Ever since my bf broke up me with me I feel numb and useless. I feel like I am stuck and going nowhere. I say "I feel" but I don't really feel much at all. I don't feel like I love anymore, but that I just resent, resent eberyone else for being happy and having a life. I feel like I don't like a lot of people, like I have no friends. I have nothing to do, except go to work, and I am bored to death, but I don't want to do anything. I don't even have any sort of feelings for my nephew. I feel like I don't know what to do. It feels like everything in the world is just moving along when my world has been change so much and turned upside down. I have no man in my life, not only a bf, but I don't get along with my dad and I don't have any male friends. I feel like I screwed up royally with my bf, he was such a great, normal guy and I had dreams of a great normal life with him. I don't even feel like I ever want to date or try anything with anyone else. I feel like he's the only one I want to be with, and sometimes I feel like I don't even want to think about the next 60 years or more of my life if he's not there. I am lost, sad, scared, depressed, miserable, and I don't know how he feels about me, if he even misses me....... I need help. Why doesn't he feel the same way? why doesn't he realise his mistake and come back to me? I am so sorry for anything I did to him, and i would try so hard to work at things in our relationship that were lacking, I just want him back and to show him how great things can be together....
i don't know what to do to not feel like this, I don't like feeling like this, feels like I am never going to not feel like this about him, and that my life is never going to be right again without him......

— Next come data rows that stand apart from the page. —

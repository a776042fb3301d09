//! MCP Server Entry Point
//!
//! Loads configuration, initializes logging, authenticates against the
//! diary service and then serves the tools on the configured transport.

use anyhow::{Context, Result};
use tracing::{Level, info};
use tracing_subscriber::{EnvFilter, fmt};

use mfp_mcp_server::core::{Config, McpServer, TransportService};

#[tokio::main]
async fn main() -> Result<()> {
    // Load configuration from environment
    let config = Config::from_env();

    init_logging(&config.logging.level);

    info!("Starting {} v{}", config.server.name, config.server.version);

    let transport = TransportService::new(config.transport.clone());

    // Missing or rejected credentials are fatal; no tool can work without them.
    let server = McpServer::connect(config)
        .await
        .context("Failed to start MyFitnessPal session")?;

    transport.run(server).await?;

    info!("Server shutting down");

    Ok(())
}

/// Initialize the logging subsystem.
///
/// Logs go to stderr; stdout belongs to the STDIO transport.
fn init_logging(level: &str) {
    let level = match level.to_lowercase().as_str() {
        "trace" => Level::TRACE,
        "debug" => Level::DEBUG,
        "info" => Level::INFO,
        "warn" => Level::WARN,
        "error" => Level::ERROR,
        _ => Level::INFO,
    };

    let filter = EnvFilter::from_default_env().add_directive(level.into());

    fmt()
        .with_env_filter(filter)
        .with_target(true)
        .with_thread_ids(false)
        .with_file(false)
        .with_line_number(false)
        .with_writer(std::io::stderr)
        .init();
}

No sweetie, you're not losing your mind. I think a lot of people have felt this way. I know I have. It's just a process. While you need to give yourself a little time to grieve, you shouldn't give yourself any time to wallow in the sadness. It gets way too easy to settle into that mindset of never wanting to do anything, never wanting to see anyone else, and before you know it, too much of your life has gone by and you may not know how to live any other way. Think of this time as a gift, a chance to grow and become closer to being the you that you always dreamed of being. Do you have any hobbies at all? Knitting, sewing, movies, music, sports, tennis, running, are you an animal lover? Indulge yourself. Treat yourself to a good movie you've been wanting to see, or a good book you just never had time to read until now. Go to your local gym and check out what different classes they offer. Maybe you might want to try pilates or yoga or something. Go to your library and see what kind of classes or seminars they have coming up. Does your local animal shelter need help? As much as you don't want to, you need to get busy building a life that doesn't include your ex, and making that chapter of your life smaller and smaller by making the new one larger. I'm not going to lie, it won't be easy, and sometimes you have to do the actions and wait for your heart to catch up. Do you have neighbors or family in the area? Nurture the relationships you do have, and not just to cry on their shoulders, although you need all the support you can get now, but to also see what you can do for them. Do something today to make yourself laugh or feel good. Take a walk in the sun, if it's out. Seek out nature, go to the park. Go to or rent a funny movie. Treat yourself, you deserve it. And take it easy on yourself. I'm sure you and your ex both made mistakes, and it always takes two for a relationship to go sour. You're not to blame for it all. Learn the lessons there are to learn and move on. And come here and vent as much as you need to.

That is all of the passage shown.